We all backed out into the hallway.

 

“Slow down, fellas,” said Emily. “Where is this island?”

 

“The Cape Verde island chain is off the coast of Africa,” said Doyle. “They said it’s roughly three hundred and fifty miles to the west.”

 

“Why do they think this particular island is where the bombs are?” I said. “Didn’t they say there’s a bunch of different island chains in the area?”

 

“Well, these two rock scientists were in there arguing endlessly,” said Arturo. “They kept looking at the video, and this guy from UC Berkeley—”

 

“Cut to the chase, Arturo,” I said, trying to be patient.

 

“All of a sudden, this little guy, a Brit, in the corner of the room stands up and points at the screen and says, ‘Excuse me, but are those petrels?’”

 

“Petrels?” I said.

 

“They’re freaking birds!” said Doyle. “Those little birds you see in the video when the guy pans the camera down the cliff. They’re an endangered seabird that nests on this Cape Verde island, árvore Preta.”

 

“That’s when Larry Duke and Dr. Bower went bonkers,” said Arturo. “árvore Preta has an active volcano that last erupted in 1963. They actually knew all about it. They’d listed árvore Preta in a paper they did in the late eighties about potentially unstable volcanoes.”

 

“Bottom line is they think this is it, Mike,” said Doyle. “We know where the bombs are.”

 

 

 

 

 

CHAPTER 82

 

 

FOUR HOURS LATER, at a little after 11:00 p.m., Emily and I came out the OEM building’s side entrance alongside the dark Hudson River with Larry Duke and Dr. Bower. A moment later, a loud roaring sound drew our eyes upward, and we watched as a huge helicopter appeared over the lip of the building.

 

“Oh, my! It’s like from that movie. What’s it called? Black Hawk Down?” said Dr.
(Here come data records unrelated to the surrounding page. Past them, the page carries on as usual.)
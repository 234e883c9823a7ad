//! Site domain model.

use chrono::{DateTime, Utc};
use serde::{Deserialize, Serialize};
use uuid::Uuid;

/// A physical site (data-center building) within a zone.
#[derive(Debug, Clone, Serialize, Deserialize)]
pub struct Site {
    pub id: Uuid,
    pub zone_id: Uuid,
    pub name: String,
    pub description: Option<String>,
    pub created_at: DateTime<Utc>,
    pub updated_at: DateTime<Utc>,
}

#[derive(Debug, Clone, Serialize, Deserialize)]
pub struct CreateSite {
    pub zone_id: Uuid,
    pub name: String,
    pub description: Option<String>,
}

#[derive(Debug, Clone, Serialize, Deserialize, Default)]
pub struct UpdateSite {
    pub zone_id: Option<Uuid>,
    pub name: Option<String>,
    pub description: Option<String>,
}

#[derive(Debug, Clone, Default)]
pub struct SiteFilter {
    pub search: Option<String>,
    pub name: Option<String>,
    pub zone_id: Option<Uuid>,
}

#[derive(Debug, Clone, Serialize, Deserialize)]
pub struct SiteSummary {
    #[serde(flatten)]
    pub site: Site,
    pub room_count: u64,
}
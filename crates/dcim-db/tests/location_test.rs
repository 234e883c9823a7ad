//! Integration tests for the containment hierarchy (region → zone →
//! site → room → rack) using in-memory SurrealDB: scoped uniqueness,
//! cascade deletes and the derived child counts.

use dcim_core::error::DcimError;
use dcim_core::models::hardware::CreateHardware;
use dcim_core::models::hardware_info::CreateHardwareInfo;
use dcim_core::models::hardware_type::CreateHardwareType;
use dcim_core::models::interface::CreateInterfaceConnection;
use dcim_core::models::rack::CreateRack;
use dcim_core::models::region::{CreateRegion, RegionFilter, UpdateRegion};
use dcim_core::models::room::CreateRoom;
use dcim_core::models::site::CreateSite;
use dcim_core::models::zone::{CreateZone, UpdateZone, ZoneFilter};
use dcim_core::query::ListOptions;
use dcim_core::repository::{
    HardwareInfoRepository, HardwareRepository, HardwareTypeRepository, InterfaceRepository,
    RackRepository, RegionRepository, RoomRepository, SiteRepository, ZoneRepository,
};
use dcim_db::repository::{
    SurrealHardwareInfoRepository, SurrealHardwareRepository, SurrealHardwareTypeRepository,
    SurrealInterfaceRepository, SurrealRackRepository, SurrealRegionRepository,
    SurrealRoomRepository, SurrealSiteRepository, SurrealZoneRepository,
};
use surrealdb::Surreal;
use surrealdb::engine::local::Mem;
use uuid::Uuid;

type TestDb = Surreal<surrealdb::engine::local::Db>;

/// Helper: spin up in-memory DB and run migrations.
async fn setup() -> TestDb {
    let db = Surreal::new::<Mem>(()).await.unwrap();
    db.use_ns("test").use_db("test").await.unwrap();
    dcim_db::run_migrations(&db).await.unwrap();
    db
}

async fn seed_region(db: &TestDb, name: &str) -> Uuid {
    SurrealRegionRepository::new(db.clone())
        .create(CreateRegion {
            name: name.into(),
            description: None,
        })
        .await
        .unwrap()
        .id
}

async fn seed_zone(db: &TestDb, region_id: Uuid, name: &str) -> Uuid {
    SurrealZoneRepository::new(db.clone())
        .create(CreateZone {
            region_id,
            name: name.into(),
            description: None,
        })
        .await
        .unwrap()
        .id
}

async fn seed_site(db: &TestDb, zone_id: Uuid, name: &str) -> Uuid {
    SurrealSiteRepository::new(db.clone())
        .create(CreateSite {
            zone_id,
            name: name.into(),
            description: None,
        })
        .await
        .unwrap()
        .id
}

async fn seed_room(db: &TestDb, site_id: Uuid, name: &str) -> Uuid {
    SurrealRoomRepository::new(db.clone())
        .create(CreateRoom {
            site_id,
            name: name.into(),
            description: None,
        })
        .await
        .unwrap()
        .id
}

async fn seed_rack(db: &TestDb, room_id: Uuid, name: &str) -> Uuid {
    SurrealRackRepository::new(db.clone())
        .create(CreateRack {
            room_id,
            name: name.into(),
            description: None,
            unit: None,
        })
        .await
        .unwrap()
        .id
}

// -----------------------------------------------------------------------
// Region tests
// -----------------------------------------------------------------------

#[tokio::test]
async fn create_and_get_region() {
    let db = setup().await;
    let repo = SurrealRegionRepository::new(db);

    let region = repo
        .create(CreateRegion {
            name: "APAC".into(),
            description: Some("Asia Pacific".into()),
        })
        .await
        .unwrap();

    assert_eq!(region.name, "APAC");
    assert_eq!(region.description.as_deref(), Some("Asia Pacific"));

    let fetched = repo.get_by_id(region.id).await.unwrap();
    assert_eq!(fetched.id, region.id);
    assert_eq!(fetched.name, "APAC");
}

#[tokio::test]
async fn duplicate_region_name_rejected() {
    let db = setup().await;
    let repo = SurrealRegionRepository::new(db);

    repo.create(CreateRegion {
        name: "EMEA".into(),
        description: None,
    })
    .await
    .unwrap();

    let err = repo
        .create(CreateRegion {
            name: "EMEA".into(),
            description: None,
        })
        .await
        .unwrap_err();

    assert!(matches!(err, DcimError::Conflict { .. }));
}

#[tokio::test]
async fn rename_region_to_its_own_name_succeeds() {
    let db = setup().await;
    let repo = SurrealRegionRepository::new(db);

    let region = repo
        .create(CreateRegion {
            name: "APAC".into(),
            description: None,
        })
        .await
        .unwrap();

    let updated = repo
        .update(
            region.id,
            UpdateRegion {
                name: Some("APAC".into()),
                description: Some("same name, new description".into()),
            },
        )
        .await
        .unwrap();

    assert_eq!(updated.name, "APAC");
    assert_eq!(
        updated.description.as_deref(),
        Some("same name, new description")
    );
}

#[tokio::test]
async fn get_missing_region_is_not_found() {
    let db = setup().await;
    let repo = SurrealRegionRepository::new(db);

    let err = repo.get_by_id(Uuid::new_v4()).await.unwrap_err();
    assert!(matches!(err, DcimError::NotFound { .. }));
}

// -----------------------------------------------------------------------
// Scoped uniqueness across the hierarchy
// -----------------------------------------------------------------------

#[tokio::test]
async fn zone_names_are_scoped_to_their_region() {
    let db = setup().await;
    let zone_repo = SurrealZoneRepository::new(db.clone());

    let apac = seed_region(&db, "APAC").await;
    let emea = seed_region(&db, "EMEA").await;

    seed_zone(&db, apac, "TH").await;

    // Same name under the same region conflicts.
    let err = zone_repo
        .create(CreateZone {
            region_id: apac,
            name: "TH".into(),
            description: None,
        })
        .await
        .unwrap_err();
    assert!(matches!(err, DcimError::Conflict { .. }));

    // Same name under a different region is fine.
    let th_emea = zone_repo
        .create(CreateZone {
            region_id: emea,
            name: "TH".into(),
            description: None,
        })
        .await
        .unwrap();
    assert_eq!(th_emea.name, "TH");
    assert_eq!(th_emea.region_id, emea);
}

#[tokio::test]
async fn zone_create_requires_existing_region() {
    let db = setup().await;
    let repo = SurrealZoneRepository::new(db);

    let err = repo
        .create(CreateZone {
            region_id: Uuid::new_v4(),
            name: "orphan".into(),
            description: None,
        })
        .await
        .unwrap_err();

    assert!(matches!(err, DcimError::NotFound { .. }));
}

#[tokio::test]
async fn moving_zone_into_occupied_name_conflicts() {
    let db = setup().await;
    let zone_repo = SurrealZoneRepository::new(db.clone());

    let apac = seed_region(&db, "APAC").await;
    let emea = seed_region(&db, "EMEA").await;
    seed_zone(&db, apac, "TH").await;
    let th_emea = seed_zone(&db, emea, "TH").await;

    // Re-homing EMEA's "TH" into APAC collides with APAC's "TH".
    let err = zone_repo
        .update(
            th_emea,
            UpdateZone {
                region_id: Some(apac),
                ..Default::default()
            },
        )
        .await
        .unwrap_err();
    assert!(matches!(err, DcimError::Conflict { .. }));

    // Renaming it within EMEA works.
    let renamed = zone_repo
        .update(
            th_emea,
            UpdateZone {
                name: Some("TH-2".into()),
                ..Default::default()
            },
        )
        .await
        .unwrap();
    assert_eq!(renamed.name, "TH-2");
}

#[tokio::test]
async fn rack_names_are_scoped_to_their_room() {
    let db = setup().await;
    let rack_repo = SurrealRackRepository::new(db.clone());

    let region = seed_region(&db, "APAC").await;
    let zone = seed_zone(&db, region, "TH").await;
    let site = seed_site(&db, zone, "BKK-1").await;
    let room_a = seed_room(&db, site, "Room A").await;
    let room_b = seed_room(&db, site, "Room B").await;

    seed_rack(&db, room_a, "R01").await;

    let err = rack_repo
        .create(CreateRack {
            room_id: room_a,
            name: "R01".into(),
            description: None,
            unit: None,
        })
        .await
        .unwrap_err();
    assert!(matches!(err, DcimError::Conflict { .. }));

    // Same rack name in a sibling room is fine.
    rack_repo
        .create(CreateRack {
            room_id: room_b,
            name: "R01".into(),
            description: None,
            unit: Some(48),
        })
        .await
        .unwrap();
}

// -----------------------------------------------------------------------
// Cascade deletes
// -----------------------------------------------------------------------

#[tokio::test]
async fn region_delete_cascades_through_the_whole_subtree() {
    let db = setup().await;
    let region_repo = SurrealRegionRepository::new(db.clone());
    let zone_repo = SurrealZoneRepository::new(db.clone());
    let site_repo = SurrealSiteRepository::new(db.clone());
    let room_repo = SurrealRoomRepository::new(db.clone());
    let rack_repo = SurrealRackRepository::new(db.clone());
    let hardware_repo = SurrealHardwareRepository::new(db.clone());
    let interface_repo = SurrealInterfaceRepository::new(db.clone());

    let region = seed_region(&db, "APAC").await;
    let zone_a = seed_zone(&db, region, "TH").await;
    let zone_b = seed_zone(&db, region, "SG").await;
    let site = seed_site(&db, zone_a, "BKK-1").await;
    let room = seed_room(&db, site, "Room A").await;
    let rack = seed_rack(&db, room, "R01").await;

    // A mounted hardware item with one interface, to prove the cascade
    // runs all the way down.
    let hardware_type = SurrealHardwareTypeRepository::new(db.clone())
        .create(CreateHardwareType {
            name: "Server".into(),
            category: None,
            description: None,
        })
        .await
        .unwrap();
    let info = SurrealHardwareInfoRepository::new(db.clone())
        .create(CreateHardwareInfo {
            hardware_type_id: hardware_type.id,
            manufacturer: "Dell".into(),
            model: "R740".into(),
            height: Some(2),
        })
        .await
        .unwrap();
    let hardware = hardware_repo
        .create(CreateHardware {
            rack_id: rack,
            hardware_info_id: info.id,
            tenant_id: None,
            name: "SVR-01".into(),
            status: None,
            serial_number: None,
            oob_ip: None,
            specifications: None,
            note: None,
            u_position: None,
            warranty_start: None,
            warranty_end: None,
        })
        .await
        .unwrap();
    let interface = interface_repo
        .create(CreateInterfaceConnection {
            hardware_id: hardware.id,
            connected_switch_id: None,
            name: "eth0".into(),
            mac_address: None,
            ip_address: None,
            speed: None,
            interface_type: None,
            connected_port: None,
        })
        .await
        .unwrap();

    // Unrelated region survives.
    let other_region = seed_region(&db, "EMEA").await;
    let other_zone = seed_zone(&db, other_region, "DE").await;

    region_repo.delete(region).await.unwrap();

    assert!(matches!(
        region_repo.get_by_id(region).await.unwrap_err(),
        DcimError::NotFound { .. }
    ));
    for zone in [zone_a, zone_b] {
        assert!(matches!(
            zone_repo.get_by_id(zone).await.unwrap_err(),
            DcimError::NotFound { .. }
        ));
    }
    assert!(matches!(
        site_repo.get_by_id(site).await.unwrap_err(),
        DcimError::NotFound { .. }
    ));
    assert!(matches!(
        room_repo.get_by_id(room).await.unwrap_err(),
        DcimError::NotFound { .. }
    ));
    assert!(matches!(
        rack_repo.get_by_id(rack).await.unwrap_err(),
        DcimError::NotFound { .. }
    ));
    assert!(matches!(
        hardware_repo.get_by_id(hardware.id).await.unwrap_err(),
        DcimError::NotFound { .. }
    ));
    assert!(matches!(
        interface_repo.get_by_id(interface.id).await.unwrap_err(),
        DcimError::NotFound { .. }
    ));

    // The catalog is not part of the containment tree and survives.
    SurrealHardwareInfoRepository::new(db.clone())
        .get_by_id(info.id)
        .await
        .unwrap();

    // The sibling tree is untouched.
    assert!(zone_repo.get_by_id(other_zone).await.is_ok());
}

#[tokio::test]
async fn deleting_missing_region_is_not_found() {
    let db = setup().await;
    let repo = SurrealRegionRepository::new(db);

    let err = repo.delete(Uuid::new_v4()).await.unwrap_err();
    assert!(matches!(err, DcimError::NotFound { .. }));
}

// -----------------------------------------------------------------------
// Derived counts and projections
// -----------------------------------------------------------------------

#[tokio::test]
async fn region_list_carries_zone_counts() {
    let db = setup().await;
    let region_repo = SurrealRegionRepository::new(db.clone());

    let apac = seed_region(&db, "APAC").await;
    let emea = seed_region(&db, "EMEA").await;
    for name in ["TH", "SG", "JP"] {
        seed_zone(&db, apac, name).await;
    }
    seed_zone(&db, emea, "DE").await;

    let page = region_repo
        .list(RegionFilter::default(), ListOptions::default())
        .await
        .unwrap();

    assert_eq!(page.total_results, 2);
    let apac_row = page
        .results
        .iter()
        .find(|r| r.region.id == apac)
        .expect("APAC in listing");
    let emea_row = page
        .results
        .iter()
        .find(|r| r.region.id == emea)
        .expect("EMEA in listing");
    assert_eq!(apac_row.zone_count, 3);
    assert_eq!(emea_row.zone_count, 1);
}

#[tokio::test]
async fn zone_list_filters_by_region() {
    let db = setup().await;
    let zone_repo = SurrealZoneRepository::new(db.clone());

    let apac = seed_region(&db, "APAC").await;
    let emea = seed_region(&db, "EMEA").await;
    seed_zone(&db, apac, "TH").await;
    seed_zone(&db, apac, "SG").await;
    seed_zone(&db, emea, "DE").await;

    let page = zone_repo
        .list(
            ZoneFilter {
                region_id: Some(apac),
                ..Default::default()
            },
            ListOptions::default(),
        )
        .await
        .unwrap();

    assert_eq!(page.total_results, 2);
    assert!(page.results.iter().all(|z| z.zone.region_id == apac));
}

#[tokio::test]
async fn rack_detail_resolves_the_ancestor_chain() {
    let db = setup().await;
    let rack_repo = SurrealRackRepository::new(db.clone());

    let region = seed_region(&db, "APAC").await;
    let zone = seed_zone(&db, region, "TH").await;
    let site = seed_site(&db, zone, "BKK-1").await;
    let room = seed_room(&db, site, "Room A").await;
    let rack = seed_rack(&db, room, "R01").await;

    let detail = rack_repo.get_with_location(rack).await.unwrap();
    assert_eq!(detail.rack.id, rack);
    assert_eq!(detail.room.id, room);
    assert_eq!(detail.site.id, site);
    assert_eq!(detail.zone.id, zone);
    assert_eq!(detail.region.id, region);
    assert_eq!(detail.region.name, "APAC");
    assert_eq!(detail.rack.unit, 42); // default capacity
}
Bower as we ducked back from the whining turbo-rotor wash.

 

“Yeah, well, let’s hope this one stays up,” I said as it touched down on the concrete pad twenty feet in front of us.

 

The imposing military chopper, bearing an emblem of a rearing winged white centaur, was from the army’s elite 160th Special Operations Aviation Regiment, known as the Night Stalkers. The 160th worked hand in glove with the Navy SEALs and had actually been on the mission that had killed Osama bin Laden.

 

All stops were now officially pulled out. After a tense closed-door teleconference with the US president himself, the mayor had pulled the trigger. We had only one option left on the table, and the mayor was taking it.

 

The Night Stalkers were here to give us a ride to the airport. We were heading to Cape Verde, off the west coast of Africa, with the military to find the explosives.

 

Though it was probably a buzzer-beating long shot that we would find them before the terrorists’ deadline, it was definitely the right move, I felt.